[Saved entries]

----

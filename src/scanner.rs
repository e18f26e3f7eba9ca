use log::debug;
use std::time::Duration;

use crate::allocator;
use crate::message::MigrationDecision;
use crate::page_table::PageTable;
use crate::policy::{PageStatus, Policy};
use crate::shutdown::Shutdown;
use crate::tier::Tier;

/// Periodically walks the whole page table, classifies every page and asks
/// the table for the migrations the promotion/demotion matrix calls for.
/// Exactly one scanner may run: it is the single writer of occupancy
/// counters and the only source of migrations.
#[derive(Clone)]
pub struct Scanner {
    policy: Policy,
    scan_interval: Duration,
    num_tiers: usize,
}

impl Scanner {
    pub fn new(policy: Policy, scan_interval: Duration, num_tiers: usize) -> Scanner {
        Scanner {
            policy,
            scan_interval,
            num_tiers,
        }
    }

    /// Drive the scan loop until shutdown. Sleeps only when the cursor
    /// wraps; within a sweep the loop stays hot so shutdown is observed
    /// within one iteration.
    pub fn run(&self, table: &PageTable, shutdown: &Shutdown) {
        while !shutdown.is_set() {
            let page_id = table.scan_next();
            let meta = table.get_metadata(page_id);
            let status =
                self.policy
                    .classify(allocator::now_ms(), meta.last_access_ms, meta.access_count);
            self.apply(table, page_id, meta.tier, status);

            if page_id == table.size() - 1 {
                debug!("finished scanning all pages in one round");
                table.promote_huge_all();
                shutdown.wait_timeout(self.scan_interval);
            }
        }
        debug!("scanner exiting");
    }

    /// The promotion/demotion matrix as a pure function: which migration
    /// does this (tier, status) pair call for, if any.
    fn decide(&self, page_id: usize, tier: Tier, status: PageStatus) -> Option<MigrationDecision> {
        let target_tier = match (tier, status) {
            (Tier::Local, PageStatus::Cold) => {
                if self.num_tiers == 2 {
                    Tier::Pmem
                } else {
                    Tier::Remote
                }
            }
            (Tier::Remote, PageStatus::Cold) => Tier::Pmem,
            (Tier::Remote, PageStatus::Hot) | (Tier::Pmem, PageStatus::Hot) => Tier::Local,
            // warm PMEM pages move up one step, without evicting anyone
            (Tier::Pmem, PageStatus::Warm) => {
                if self.num_tiers == 2 {
                    Tier::Local
                } else {
                    Tier::Remote
                }
            }
            _ => return None,
        };
        Some(MigrationDecision {
            page_id,
            target_tier,
        })
    }

    /// Execute one decision. The page table may still reject it on capacity
    /// grounds.
    fn apply(&self, table: &PageTable, page_id: usize, tier: Tier, status: PageStatus) {
        let decision = match self.decide(page_id, tier, status) {
            Some(decision) => decision,
            None => return,
        };
        debug!("{:?} page in {}: {}", status, tier, decision);
        if decision.target_tier == Tier::Local && status == PageStatus::Hot {
            self.promote_to_local(table, decision.page_id);
        } else {
            table.migrate(decision.page_id, decision.target_tier);
        }
    }

    /// Promote a hot page into LOCAL. When LOCAL is full and the cache ring
    /// is available, demote the ring's victim one tier down and retry once.
    fn promote_to_local(&self, table: &PageTable, page_id: usize) {
        if table.migrate(page_id, Tier::Local) {
            return;
        }
        if !table.has_cache_ring() || !local_is_full(table) {
            return;
        }
        let victim = match table.evict_candidate() {
            Some(victim) => victim,
            None => return,
        };
        let demote_to = if self.num_tiers == 2 {
            Tier::Pmem
        } else {
            Tier::Remote
        };
        debug!("evicting page {} from LOCAL for page {}", victim, page_id);
        if table.migrate(victim, demote_to) {
            table.migrate(page_id, Tier::Local);
        } else {
            // victim could not leave; put it back under CLOCK tracking
            table.readmit(victim);
        }
    }
}

fn local_is_full(table: &PageTable) -> bool {
    table.tier_occupancy(Tier::Local) >= table.tier_capacity(Tier::Local)
}

#[cfg(test)]
mod tests {
    use super::*;
    use crate::config::{ClientConfig, Pattern, ServerConfig};
    use crate::message::Operation;
    use crate::metrics::{Metrics, DEFAULT_QUANTILES};
    use std::sync::Arc;

    fn table_with(
        tier_sizes: Vec<usize>,
        capacities: [usize; 3],
        cache_ring: bool,
    ) -> (PageTable, Arc<Metrics>) {
        let metrics = Arc::new(Metrics::new(&DEFAULT_QUANTILES));
        let clients = vec![ClientConfig {
            pattern: Pattern::Uniform,
            tier_sizes,
        }];
        let server = ServerConfig {
            num_tiers: 3,
            capacities,
        };
        let table = PageTable::init(&clients, &server, cache_ring, Arc::clone(&metrics))
            .expect("init failed");
        (table, metrics)
    }

    fn scanner(num_tiers: usize) -> Scanner {
        Scanner::new(
            Policy::Frequency {
                hot_count: 3,
                cold_count: 0,
            },
            Duration::from_secs(60),
            num_tiers,
        )
    }

    #[test]
    fn hot_pmem_page_is_promoted() {
        let (table, metrics) = table_with(vec![0, 0, 1], [10, 10, 10], false);
        for _ in 0..5 {
            table.access(0, Operation::Read);
        }
        let meta = table.get_metadata(0);
        let status = scanner(3).policy.classify(0, meta.last_access_ms, meta.access_count);
        assert_eq!(status, PageStatus::Hot);
        scanner(3).apply(&table, 0, Tier::Pmem, PageStatus::Hot);
        assert_eq!(table.get_metadata(0).tier, Tier::Local);
        assert_eq!(metrics.snapshot().pmem_to_local, 1);
    }

    #[test]
    fn cold_local_page_is_demoted() {
        let (table, metrics) = table_with(vec![1, 0, 0], [10, 10, 10], false);
        scanner(3).apply(&table, 0, Tier::Local, PageStatus::Cold);
        assert_eq!(table.get_metadata(0).tier, Tier::Remote);
        assert_eq!(metrics.snapshot().local_to_remote, 1);
    }

    #[test]
    fn two_tier_demotion_skips_remote() {
        let (table, metrics) = table_with(vec![1, 0, 0], [10, 10, 10], false);
        scanner(2).apply(&table, 0, Tier::Local, PageStatus::Cold);
        assert_eq!(table.get_metadata(0).tier, Tier::Pmem);
        assert_eq!(metrics.snapshot().local_to_pmem, 1);
        assert_eq!(metrics.snapshot().local_to_remote, 0);
    }

    #[test]
    fn warm_pmem_page_moves_one_step() {
        let (table, _) = table_with(vec![0, 0, 2], [10, 10, 10], false);
        scanner(3).apply(&table, 0, Tier::Pmem, PageStatus::Warm);
        assert_eq!(table.get_metadata(0).tier, Tier::Remote);
        scanner(2).apply(&table, 1, Tier::Pmem, PageStatus::Warm);
        assert_eq!(table.get_metadata(1).tier, Tier::Local);
    }

    #[test]
    fn warm_and_hot_local_pages_stay() {
        let (table, metrics) = table_with(vec![1, 0, 0], [10, 10, 10], false);
        scanner(3).apply(&table, 0, Tier::Local, PageStatus::Hot);
        scanner(3).apply(&table, 0, Tier::Local, PageStatus::Warm);
        assert_eq!(table.get_metadata(0).tier, Tier::Local);
        assert_eq!(metrics.snapshot().total_migrations(), 0);
    }

    #[test]
    fn cold_pmem_page_stays() {
        let (table, metrics) = table_with(vec![0, 0, 1], [10, 10, 10], false);
        scanner(3).apply(&table, 0, Tier::Pmem, PageStatus::Cold);
        assert_eq!(table.get_metadata(0).tier, Tier::Pmem);
        assert_eq!(metrics.snapshot().total_migrations(), 0);
    }

    #[test]
    fn promotion_against_full_local_without_ring_is_rejected() {
        let (table, metrics) = table_with(vec![2, 0, 1], [2, 10, 10], false);
        scanner(3).apply(&table, 2, Tier::Pmem, PageStatus::Hot);
        assert_eq!(table.get_metadata(2).tier, Tier::Pmem);
        assert_eq!(metrics.snapshot().total_migrations(), 0);
    }

    #[test]
    fn promotion_against_full_local_evicts_via_ring() {
        let (table, metrics) = table_with(vec![2, 0, 1], [2, 10, 10], true);
        scanner(3).apply(&table, 2, Tier::Pmem, PageStatus::Hot);
        // one LOCAL page was demoted to make room, then the hot page moved in
        assert_eq!(table.get_metadata(2).tier, Tier::Local);
        assert_eq!(table.tier_occupancy(Tier::Local), 2);
        assert_eq!(metrics.snapshot().local_to_remote, 1);
        assert_eq!(metrics.snapshot().pmem_to_local, 1);
        // the ring tracks the new resident
        assert_eq!(table.cache_ring_len(), 2);
    }

    #[test]
    fn scan_loop_stops_on_shutdown() {
        let (table, _) = table_with(vec![2, 0, 0], [10, 10, 10], false);
        let shutdown = Shutdown::new();
        shutdown.signal();
        // must return immediately without sleeping the scan interval
        scanner(3).run(&table, &shutdown);
    }
}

----

- WHAT IS REQUIRED: From the first line of the records above down to the line containing "page and asks", repeat each line exactly as written. Include both of those lines and add nothing.

- RESPONSE TO THE TASK:
filename src/scanner.rs
repository e18f26e3f7eba9ca
use log::debug;
use std::time::Duration;

use crate::allocator;
use crate::message::MigrationDecision;
use crate::page_table::PageTable;
use crate::policy::{PageStatus, Policy};
use crate::shutdown::Shutdown;
use crate::tier::Tier;

/// Periodically walks the whole page table, classifies every page and asks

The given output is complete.